Corporations are not your friends
And other weird mailing list phenomenons
The makers of Hot Pockets want you to know that they’re here for you during this plague. So does David’s Tea, Trojan condoms, your local vape shop, and Zenni Optical, purveyors of the finest, cheapest eyeglasses on Earth. Since the COVID-19 pandemic hit North America, businesses from retailers to restaurants to home security companies have been tripping over themselves to let their customers – or at least people who have been subscribed to their mailing lists – know what their plans and policies are in the face of the measures that are being taken to stanch the spread of the novel coronavirus.

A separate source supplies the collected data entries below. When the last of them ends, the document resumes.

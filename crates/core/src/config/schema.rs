//! Configuration schema definitions

use crate::error::{Error, Result};
use serde::{Deserialize, Serialize};

/// Root configuration schema
#[derive(Debug, Clone, Serialize, Deserialize, Default)]
pub struct ConfigSchema {
    /// Output locations
    #[serde(default)]
    pub general: GeneralConfig,

    /// Archive parsing behavior
    #[serde(default)]
    pub parse: ParseConfig,

    /// Analytics tuning
    #[serde(default)]
    pub analysis: AnalysisConfig,

    /// Log output
    #[serde(default)]
    pub logging: LoggingConfig,
}

impl ConfigSchema {
    /// Reject values the tools cannot work with
    pub fn validate(&self) -> Result<()> {
        let distance = self.analysis.cluster_max_distance_km;
        if !distance.is_finite() || distance <= 0.0 {
            return Err(Error::config_validation(format!(
                "analysis.cluster_max_distance_km must be a positive number, got {}",
                distance
            )));
        }
        Ok(())
    }
}

/// General configuration
#[derive(Debug, Clone, Serialize, Deserialize)]
pub struct GeneralConfig {
    /// Directory exports are written to when no explicit output is given
    #[serde(default = "default_output_dir")]
    pub output_dir: String,

    /// Pretty-print JSON output
    #[serde(default = "default_true")]
    pub pretty_json: bool,
}

impl Default for GeneralConfig {
    fn default() -> Self {
        Self {
            output_dir: default_output_dir(),
            pretty_json: true,
        }
    }
}

fn default_output_dir() -> String {
    ".".to_string()
}

fn default_true() -> bool {
    true
}

/// Archive parsing configuration
#[derive(Debug, Clone, Serialize, Deserialize)]
pub struct ParseConfig {
    /// Keep each placemark's raw markup as an `originalElement` property
    #[serde(default)]
    pub keep_source_markup: bool,

    /// Copy `ExtendedData` values into placemark properties
    #[serde(default = "default_true")]
    pub extended_data: bool,
}

impl Default for ParseConfig {
    fn default() -> Self {
        Self {
            keep_source_markup: false,
            extended_data: true,
        }
    }
}

/// Analytics configuration
#[derive(Debug, Clone, Serialize, Deserialize)]
pub struct AnalysisConfig {
    /// Maximum distance from a cluster seed for a point to join it
    #[serde(default = "default_cluster_distance")]
    pub cluster_max_distance_km: f64,
}

impl Default for AnalysisConfig {
    fn default() -> Self {
        Self {
            cluster_max_distance_km: default_cluster_distance(),
        }
    }
}

fn default_cluster_distance() -> f64 {
    1.0
}

/// Logging configuration
#[derive(Debug, Clone, Serialize, Deserialize)]
pub struct LoggingConfig {
    /// Filter directive used when `RUST_LOG` is not set
    #[serde(default = "default_log_level")]
    pub level: String,

    /// Include the event target in log lines
    #[serde(default)]
    pub show_target: bool,
}

impl Default for LoggingConfig {
    fn default() -> Self {
        Self {
            level: default_log_level(),
            show_target: false,
        }
    }
}

fn default_log_level() -> String {
    "warn".to_string()
}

It’s super freaking weird.
In many ways COVID-19 has exposed the horrific costs of capitalism, from renters facing eventual eviction because they can’t pay rent to minimum wage workers becoming front-line workers to hospitals that have been left under-resourced by austerity. It has demonstrated many wide-scale structural problems in our society, many of which will cost lives. So, while there are problems far more serious, few are odder – or cringier – than the phenomenon of companies “reaching out” to reassure customers about the steps they’re taking during the pandemic.
I do not care to be comforted by the CEO of Wayfair – a company from which I once purchased (and promptly returned) a headboard. I am not pleased that a chain store has decided to temporarily cover the shipping costs of their products. I am not interested in how often they are cleaning their factories. I do not want companies to communicate with me in any way, ever. We are not friends.
What I want from them is that they pay their employees a living wage, with sick pay, vacation pay, pensions, and health and dental benefits. I want them to use their power to lobby for rent suspensions for the benefit of the people whose labour makes their business possible. I want them to stop fighting tooth-and-nail against any advances workers try to win for themselves. I want them to convert their facilities and factories into production hubs for much-needed medical equipment like PPE and ventilators. Ultimately, I want their businesses seized and nationalized.
Although advertising – and social media, especially – has functioned to make us feel like brands are people just like us, they aren’t. It’s weird for them to try to communicate with us like we are part of a community, when their hoarding of resources and refusal to put people before profit is part of the reason that COVID-19 has become so catastrophic. If corporations and the wealthy people behind them really want to make a difference, they need to start by (quietly, without hope for acclaim or praise) ensuring that everyone who works for them, from middle management to custodial staff, are safe, secure, and well-compensated. They need to stop trying to enrich themselves off this crisis. They need to stop trying to urge society back to the pre-pandemic status quo that commodified and devalued human life. And they need to stop spamming my inbox.